4. Commit to going outside and walking in nature every day. Even if it is only for five minutes. Even if you have to force yourself. Build up to ten minutes. 15. 20. Connect with nature. Feel yourself in your own body. Pay attention to your feet hitting the ground. The breeze on your face... notice.
5. Commit to finding ways to release the heavy, burdensome energy stored in your body. A massage therapist can help you physically relax and he/she can help your body release stored energy and memory that no longer serves you. If you are living in a cold climate… consider a massage with hot stones on a cold winter day. Work with a Reiki master, a Craniosacral therapist or any other energy worker. At the very least, the physical touch will be healing.
6. Commit to spending quiet time with yourself every day – to simply BE with yourself and your new life. If you have to force yourself to be quiet and alone for five minutes – do it. If you keep running from yourself and your new life, how can you live it? How can you consciously participate in it? Your own life. Pray. Meditate. Ask. Listen. Receive. Allow. Surrender. Feel. Cry.
7. Commit to writing in a gratitude journal every day. First thing in the morning or last thing at night. Write 5 things you are grateful for every day. Every day.

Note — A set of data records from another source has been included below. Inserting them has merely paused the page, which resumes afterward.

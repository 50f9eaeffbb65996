//! Application-level errors

use domain::{DomainError, Provider};
use thiserror::Error;

/// Errors that can occur in the application layer
///
/// Provider failures keep the provider they came from, so that a caller
/// showing "the last error" can say which service produced it.
#[derive(Debug, Error)]
pub enum ApplicationError {
    /// Domain-level error (malformed route identifiers among others)
    #[error(transparent)]
    Domain(#[from] DomainError),

    /// The provider rejected the service key
    #[error("{provider} rejected the service key: {message}")]
    AuthKey {
        /// Provider that rejected the key
        provider: Provider,
        /// Provider message
        message: String,
    },

    /// Unexpected payload or non-success result code
    #[error("{provider} protocol error: {message}")]
    RemoteProtocol {
        /// Provider that answered
        provider: Provider,
        /// Provider message, verbatim
        message: String,
    },

    /// The provider reported itself unavailable
    #[error("{provider} unavailable: {message}")]
    UpstreamUnavailable {
        /// Provider that is unavailable
        provider: Provider,
        /// Detail
        message: String,
    },

    /// Connection, timeout or HTTP status failure
    #[error("{provider} transport error: {message}")]
    Transport {
        /// Provider that could not be reached
        provider: Provider,
        /// Detail
        message: String,
    },

    /// Configuration error
    #[error("Configuration error: {0}")]
    Configuration(String),

    /// Internal error
    #[error("Internal error: {0}")]
    Internal(String),
}

impl ApplicationError {
    /// Check if the service key was rejected
    pub const fn is_auth_error(&self) -> bool {
        matches!(self, Self::AuthKey { .. })
    }

    /// Check if this error is retryable
    pub const fn is_retryable(&self) -> bool {
        matches!(self, Self::UpstreamUnavailable { .. })
    }

    /// Check if a route identifier could not be decoded
    pub const fn is_malformed_identifier(&self) -> bool {
        matches!(self, Self::Domain(e) if e.is_malformed_identifier())
    }

    /// Provider the error came from, if it came from one
    pub const fn provider(&self) -> Option<Provider> {
        match self {
            Self::AuthKey { provider, .. }
            | Self::RemoteProtocol { provider, .. }
            | Self::UpstreamUnavailable { provider, .. }
            | Self::Transport { provider, .. } => Some(*provider),
            Self::Domain(_) | Self::Configuration(_) | Self::Internal(_) => None,
        }
    }
}
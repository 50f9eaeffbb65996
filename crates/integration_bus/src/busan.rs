//! Busan client
//!
//! Search runs against the BIMS open API. Stops, detail and shape come from
//! the legacy BIMS site, reached through the route name; the open API only
//! contributes the turnaround marker for stop listings.

use async_trait::async_trait;
use domain::{Provider, RouteDetail, RoutePath, RouteSummary, Stop};
use reqwest::Client;
use serde::Deserialize;
use serde::de::DeserializeOwned;
use tracing::{debug, instrument, warn};

use crate::busan_bims::BusanBimsClient;
use crate::category::busan_category;
use crate::client::RegionalBusClient;
use crate::config::BusApiConfig;
use crate::error::BusApiError;
use crate::http::{self, RawPortalResponse, ResultCodes, text};

const RESULT_CODES: ResultCodes = ResultCodes {
    success: 0,
    no_data: 3,
    auth: None,
};

/// Body fragment of the gateway's "service unavailable" page
const UNAVAILABLE_MARKER: &str = "http://apis.data.go.kr/503.html";

/// Client for Busan (open API plus legacy BIMS)
#[derive(Debug)]
pub struct BusanBusClient {
    client: Client,
    config: BusApiConfig,
    bims: BusanBimsClient,
}

impl BusanBusClient {
    /// Create a new Busan client
    ///
    /// # Errors
    ///
    /// Returns an error if an HTTP client cannot be initialized.
    pub fn new(config: &BusApiConfig) -> Result<Self, BusApiError> {
        Ok(Self {
            client: http::build_client(config)?,
            config: config.clone(),
            bims: BusanBimsClient::new(config)?,
        })
    }

    /// Call an open API operation and return its items
    async fn call<T: DeserializeOwned>(
        &self,
        operation: &str,
        key: &str,
        params: &[(&str, &str)],
    ) -> Result<Vec<T>, BusApiError> {
        let url = format!("{}/{operation}", self.config.busan_base_url);
        let mut query = vec![("serviceKey", key)];
        query.extend_from_slice(params);

        let response = http::fetch(&self.client, &url, &query, self.config.timeout_secs).await?;
        if response.body.contains(UNAVAILABLE_MARKER) {
            return Err(BusApiError::UpstreamUnavailable(
                "503 Server Unavailable".to_string(),
            ));
        }
        response.ensure_success()?;

        let raw: RawPortalResponse<T> = http::decode_xml(&response.body)?;
        let (_, items) = raw.into_items(RESULT_CODES)?;
        Ok(items)
    }

    /// 1-based index of the turnaround stop reported by the open API
    async fn turnaround_index(&self, key: &str, route: &RouteSummary) -> Result<Option<usize>, BusApiError> {
        let items: Vec<RawBusanRouteStop> = self
            .call("busInfoByRouteId", key, &[("lineid", route.id.as_str())])
            .await?;

        Ok(items
            .into_iter()
            .find(|item| item.rpoint.as_deref().map(str::trim) == Some("1"))
            .and_then(|item| item.bstopidx.and_then(|idx| idx.trim().parse().ok())))
    }
}

#[async_trait]
impl RegionalBusClient for BusanBusClient {
    fn provider(&self) -> Provider {
        Provider::Busan
    }

    #[instrument(skip(self, key))]
    async fn search_routes(&self, key: &str, query: &str) -> Result<Vec<RouteSummary>, BusApiError> {
        let items: Vec<RawBusanRoute> = self.call("busInfo", key, &[("lineno", query)]).await?;

        let routes: Vec<RouteSummary> = items
            .into_iter()
            .filter_map(RawBusanRoute::into_summary)
            .collect();

        debug!(count = routes.len(), "Busan route search complete");
        Ok(routes)
    }

    #[instrument(skip(self, key, route), fields(route = %route.name))]
    async fn get_stops(&self, key: &str, route: &RouteSummary) -> Result<Vec<Stop>, BusApiError> {
        let Some(shape) = self.bims.route_shape(&route.name).await? else {
            return Ok(Vec::new());
        };
        let mut stops = self.bims.line_listing(&shape.bims_id).await?.stops;

        match self.turnaround_index(key, route).await? {
            Some(idx) if (1..=stops.len()).contains(&idx) => {
                stops[idx - 1].is_turnaround_point = true;
            },
            Some(idx) => {
                warn!(idx, stop_count = stops.len(), "Turnaround index out of range");
            },
            None => {},
        }

        Ok(stops)
    }

    #[instrument(skip(self, _key, route), fields(route = %route.name))]
    async fn get_route_detail(
        &self,
        _key: &str,
        route: &RouteSummary,
    ) -> Result<Option<RouteDetail>, BusApiError> {
        let Some(shape) = self.bims.route_shape(&route.name).await? else {
            return Ok(None);
        };
        Ok(self.bims.line_listing(&shape.bims_id).await?.detail)
    }

    #[instrument(skip(self, _key, route), fields(route = %route.name))]
    async fn get_route_shape(&self, _key: &str, route: &RouteSummary) -> Result<RoutePath, BusApiError> {
        Ok(self
            .bims
            .route_shape(&route.name)
            .await?
            .map(|shape| shape.path)
            .unwrap_or_default())
    }
}

// Raw Busan open API XML types for deserialization

#[derive(Debug, Deserialize)]
struct RawBusanRoute {
    buslinenum: Option<String>,
    lineid: Option<String>,
    startpoint: Option<String>,
    endpoint: Option<String>,
    bustype: Option<String>,
}

impl RawBusanRoute {
    fn into_summary(self) -> Option<RouteSummary> {
        let category = busan_category(self.bustype.as_deref().unwrap_or_default());
        Some(RouteSummary::new(
            text(self.buslinenum)?,
            text(self.lineid)?,
            format!(
                "{}~{}",
                text(self.startpoint).unwrap_or_default(),
                text(self.endpoint).unwrap_or_default()
            ),
            category,
            Provider::Busan,
        ))
    }
}

#[derive(Debug, Deserialize)]
struct RawBusanRouteStop {
    rpoint: Option<String>,
    bstopidx: Option<String>,
}
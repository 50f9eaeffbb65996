//! Textual bus types mapped into the shared category space

use domain::RouteCategory;

/// Busan bus type, keyed by its two-character prefix
#[must_use]
pub fn busan_category(bus_type: &str) -> RouteCategory {
    let prefix: String = bus_type.trim().chars().take(2).collect();
    match prefix.as_str() {
        "일반" => RouteCategory::BusanGeneral,
        "급행" => RouteCategory::BusanRapid,
        "좌석" => RouteCategory::BusanSeat,
        "심야" => RouteCategory::BusanNight,
        "마을" => RouteCategory::BusanVillage,
        _ => RouteCategory::Unclassified,
    }
}

/// Keywords tried in order against a TAGO route type; the first hit wins
const TAGO_KEYWORDS: [(&str, RouteCategory); 13] = [
    ("간선", RouteCategory::Trunk),
    ("지선", RouteCategory::Branch),
    ("마을", RouteCategory::Village),
    ("광역", RouteCategory::Metropolitan),
    ("직행", RouteCategory::Direct),
    ("좌석", RouteCategory::Seat),
    ("일반", RouteCategory::General),
    ("공항", RouteCategory::Airport),
    ("순환", RouteCategory::Circular),
    ("급행", RouteCategory::BusanRapid),
    ("심야", RouteCategory::BusanNight),
    ("시외", RouteCategory::IntercityGeneral),
    ("농어촌", RouteCategory::Rural),
];

/// TAGO route type text (e.g. `간선버스`, `농어촌버스`)
#[must_use]
pub fn tago_category(route_type: &str) -> RouteCategory {
    let route_type = route_type.replace("버스", "");
    TAGO_KEYWORDS
        .iter()
        .find(|(keyword, _)| route_type.contains(keyword))
        .map_or(RouteCategory::Unclassified, |(_, category)| *category)
}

8. Commit to asking and answering life’s fundamental questions. Questions such as: Is there a God? If so, what is he/she/it/they? What happens to people when they die? Do they still exist? Where are they? Is the person I love who died still aware of me? Can he/she communicate with me? What role did “God” play in my beloveds’ death? Then listen. Listen as the answers bubble into being. As you heal, these answers may change. Be open to change.
9. Commit to identify and question all your beliefs that are causing you pain. Unless you want to marinate in pain. You, and only you, get to decide what you believe. It’s your unexamined beliefs that are causing you great pain. Beliefs that may include: “He shouldn’t have died. She died too young. I could have saved him. I will never be happy again. Life is no longer worth living.” Replace these painful beliefs with life-affirming beliefs.
10. Commit to being gentle with yourself. Really gentle. Trusting life enough so that you are willing to create new dreams takes time. Lots of time. Healing is a process. It’s a journey. Be gentle.
As this New Year unfolds… set the intention to heal. Set the intention to consciously participate in your own transformation.
Commit to a plan.
A New Year. A New Life. The life you were born to live. Starting now.